//! Completion handoff: the step between a finished mini-game and the shell.
//!
//! A game reports its award, the tracker folds it in and persists it, and the
//! shell is told which screen comes next. Calling it twice for the same
//! attempt is safe; the second call credits nothing.

use crate::badges::BadgeDescriptor;
use crate::catalog::{LessonDescriptor, LessonId};
use crate::error::{ProgressError, Result};
use crate::tracker::ProgressTracker;
use serde::{Deserialize, Serialize};
use tracing::debug;

/// What a mini-game reports when it ends
#[derive(Debug, Clone, Copy, PartialEq, Eq, Serialize, Deserialize)]
#[serde(rename_all = "camelCase")]
pub struct GameResult {
    pub xp_awarded: i64,
    /// Celebratory only; never gates XP or badges
    #[serde(default)]
    pub perfect: bool,
}

impl GameResult {
    pub fn new(xp_awarded: i64) -> Self {
        Self {
            xp_awarded,
            perfect: false,
        }
    }

    pub fn perfect(xp_awarded: i64) -> Self {
        Self {
            xp_awarded,
            perfect: true,
        }
    }
}

/// Where the shell navigates after a lesson
#[derive(Debug, Clone, Copy, PartialEq, Eq, Serialize)]
#[serde(tag = "screen", rename_all = "camelCase")]
pub enum NextScreen {
    Lesson { id: LessonId, slug: &'static str },
    LessonIndex,
    CourseComplete,
}

#[derive(Debug, Clone, Serialize)]
#[serde(rename_all = "camelCase")]
pub struct HandoffOutcome {
    pub lesson: LessonDescriptor,
    pub xp_credited: u64,
    pub badge_bonus_xp: u64,
    pub already_completed: bool,
    pub perfect: bool,
    pub newly_awarded: Vec<BadgeDescriptor>,
    pub level_before: u32,
    pub level_after: u32,
    pub saved: bool,
    pub next: NextScreen,
}

impl HandoffOutcome {
    pub fn leveled_up(&self) -> bool {
        self.level_after > self.level_before
    }

    pub fn total_xp_gained(&self) -> u64 {
        self.xp_credited + self.badge_bonus_xp
    }
}

/// Apply a finished game to the tracker and pick the next screen
pub fn finish_lesson(
    tracker: &mut ProgressTracker,
    lesson_id: LessonId,
    result: GameResult,
) -> Result<HandoffOutcome> {
    let lesson = *tracker
        .catalog()
        .by_id(lesson_id)
        .ok_or(ProgressError::UnknownLesson(lesson_id.value()))?;

    let record = tracker.apply_lesson_completion(lesson_id, result.xp_awarded)?;
    let next = next_screen(tracker, lesson_id);
    debug!("Lesson {} handed off, next: {:?}", lesson.slug, next);

    Ok(HandoffOutcome {
        lesson,
        xp_credited: record.xp_credited,
        badge_bonus_xp: record.badge_bonus_xp,
        already_completed: record.already_completed,
        perfect: result.perfect,
        newly_awarded: record.newly_awarded,
        level_before: record.level_before,
        level_after: record.level_after,
        saved: record.saved,
        next,
    })
}

/// Same as `finish_lesson`, addressing the game by its route slug
pub fn finish_lesson_by_slug(
    tracker: &mut ProgressTracker,
    slug: &str,
    result: GameResult,
) -> Result<HandoffOutcome> {
    let id = tracker
        .catalog()
        .by_slug(slug)
        .map(|l| l.id)
        .ok_or_else(|| ProgressError::UnknownSlug(slug.to_string()))?;
    finish_lesson(tracker, id, result)
}

/// Next lesson in catalog order, else the course-complete or index screen
pub fn next_screen(tracker: &ProgressTracker, after: LessonId) -> NextScreen {
    if let Some(next) = tracker.catalog().next_after(after) {
        return NextScreen::Lesson {
            id: next.id,
            slug: next.slug,
        };
    }
    if tracker.course_complete() {
        NextScreen::CourseComplete
    } else {
        NextScreen::LessonIndex
    }
}
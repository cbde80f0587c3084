//! Progression Engine
//!
//! Pure transformations over `ProgressState`. No I/O happens here; callers
//! persist the returned state through the store.
//!
//! ## Transitions
//!
//! 1. `apply_completion`: validate the event, credit XP once per lesson id
//! 2. `evaluate_badges`: grant every newly qualifying badge and its bonus
//!
//! Both return a new state and leave the input untouched.

use crate::badges::{BadgeDescriptor, BadgeRuleSet};
use crate::catalog::{Catalog, LessonId};
use crate::error::{ProgressError, Result};
use crate::levels::LevelRule;
use crate::state::ProgressState;

/// Result of folding one completion event into state
#[derive(Debug, Clone)]
pub struct CompletionApplied {
    pub state: ProgressState,
    /// XP actually added (0 on a replay)
    pub xp_credited: u64,
    /// The lesson was already in `completed` before this event
    pub already_completed: bool,
}

/// Result of a badge evaluation pass
#[derive(Debug, Clone)]
pub struct BadgeEvaluation {
    pub state: ProgressState,
    /// Badges granted by this pass, in declaration order
    pub newly_awarded: Vec<BadgeDescriptor>,
    pub bonus_xp: u64,
}

/// Reference data plus the level rule
#[derive(Debug, Clone)]
pub struct ProgressionEngine {
    catalog: Catalog,
    badges: BadgeRuleSet,
    rule: LevelRule,
}

impl ProgressionEngine {
    pub fn new(catalog: Catalog, badges: BadgeRuleSet, rule: LevelRule) -> Self {
        Self {
            catalog,
            badges,
            rule,
        }
    }

    pub fn catalog(&self) -> &Catalog {
        &self.catalog
    }

    pub fn badges(&self) -> &BadgeRuleSet {
        &self.badges
    }

    pub fn rule(&self) -> &LevelRule {
        &self.rule
    }

    pub fn derive_level(&self, xp: u64) -> u32 {
        self.rule.derive(xp)
    }

    /// Share of the catalog completed, 0.0-100.0. Ids outside the catalog
    /// do not count.
    pub fn completion_percent(&self, state: &ProgressState) -> f64 {
        if self.catalog.is_empty() {
            return 0.0;
        }
        let done = self.catalog.completed_lessons(state.completed()).len();
        let pct = 100.0 * done as f64 / self.catalog.len() as f64;
        pct.min(100.0)
    }

    /// Sum of lesson XP and every badge bonus
    pub fn total_possible_xp(&self) -> u64 {
        self.catalog.total_lesson_xp() + self.badges.total_bonus_xp()
    }

    /// Fold a lesson completion into state.
    ///
    /// Unknown lessons and negative awards are rejected without touching the
    /// state. A lesson already in `completed` credits nothing.
    pub fn apply_completion(
        &self,
        state: &ProgressState,
        lesson_id: LessonId,
        xp_awarded: i64,
    ) -> Result<CompletionApplied> {
        if !self.catalog.contains(lesson_id) {
            return Err(ProgressError::UnknownLesson(lesson_id.value()));
        }
        let award = u64::try_from(xp_awarded).map_err(|_| ProgressError::NegativeXp(xp_awarded))?;

        let mut next = state.clone();
        if state.has_completed(lesson_id) {
            return Ok(CompletionApplied {
                state: next,
                xp_credited: 0,
                already_completed: true,
            });
        }

        next.xp = next.xp.saturating_add(award);
        next.completed.push(lesson_id);
        next.ledger.lessons.insert(lesson_id, award);
        next.level = self.rule.derive(next.xp);

        Ok(CompletionApplied {
            state: next,
            xp_credited: award,
            already_completed: false,
        })
    }

    /// Grant every badge not yet held whose condition holds.
    ///
    /// Conditions are checked against the input state, so the set granted in
    /// one pass does not depend on declaration order; bonuses are then added
    /// in declaration order.
    pub fn evaluate_badges(&self, state: &ProgressState) -> BadgeEvaluation {
        let newly_awarded: Vec<BadgeDescriptor> = self
            .badges
            .iter()
            .filter(|b| !state.has_badge(b.id) && b.qualifies(state))
            .copied()
            .collect();

        let mut next = state.clone();
        let mut bonus_xp = 0u64;
        for badge in &newly_awarded {
            next.badges.push(badge.id.to_string());
            next.ledger.badges.insert(badge.id.to_string(), badge.xp_bonus);
            bonus_xp = bonus_xp.saturating_add(badge.xp_bonus);
        }
        next.xp = next.xp.saturating_add(bonus_xp);
        next.level = self.rule.derive(next.xp);

        BadgeEvaluation {
            state: next,
            newly_awarded,
            bonus_xp,
        }
    }
}

impl Default for ProgressionEngine {
    fn default() -> Self {
        Self::new(Catalog::builtin(), BadgeRuleSet::builtin(), LevelRule::default())
    }
}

--- ASSIGNMENT ---
Start with the first line of the data and print every line exactly. The line containing "pub enum NextScreen" is the last one to include.

--- SOLUTION TO THE EXERCISE ---
//! Completion handoff: the step between a finished mini-game and the shell.
//!
//! A game reports its award, the tracker folds it in and persists it, and the
//! shell is told which screen comes next. Calling it twice for the same
//! attempt is safe; the second call credits nothing.

use crate::badges::BadgeDescriptor;
use crate::catalog::{LessonDescriptor, LessonId};
use crate::error::{ProgressError, Result};
use crate::tracker::ProgressTracker;
use serde::{Deserialize, Serialize};
use tracing::debug;

/// What a mini-game reports when it ends
#[derive(Debug, Clone, Copy, PartialEq, Eq, Serialize, Deserialize)]
#[serde(rename_all = "camelCase")]
pub struct GameResult {
    pub xp_awarded: i64,
    /// Celebratory only; never gates XP or badges
    #[serde(default)]
    pub perfect: bool,
}

impl GameResult {
    pub fn new(xp_awarded: i64) -> Self {
        Self {
            xp_awarded,
            perfect: false,
        }
    }

    pub fn perfect(xp_awarded: i64) -> Self {
        Self {
            xp_awarded,
            perfect: true,
        }
    }
}

/// Where the shell navigates after a lesson
#[derive(Debug, Clone, Copy, PartialEq, Eq, Serialize)]
#[serde(tag = "screen", rename_all = "camelCase")]
pub enum NextScreen {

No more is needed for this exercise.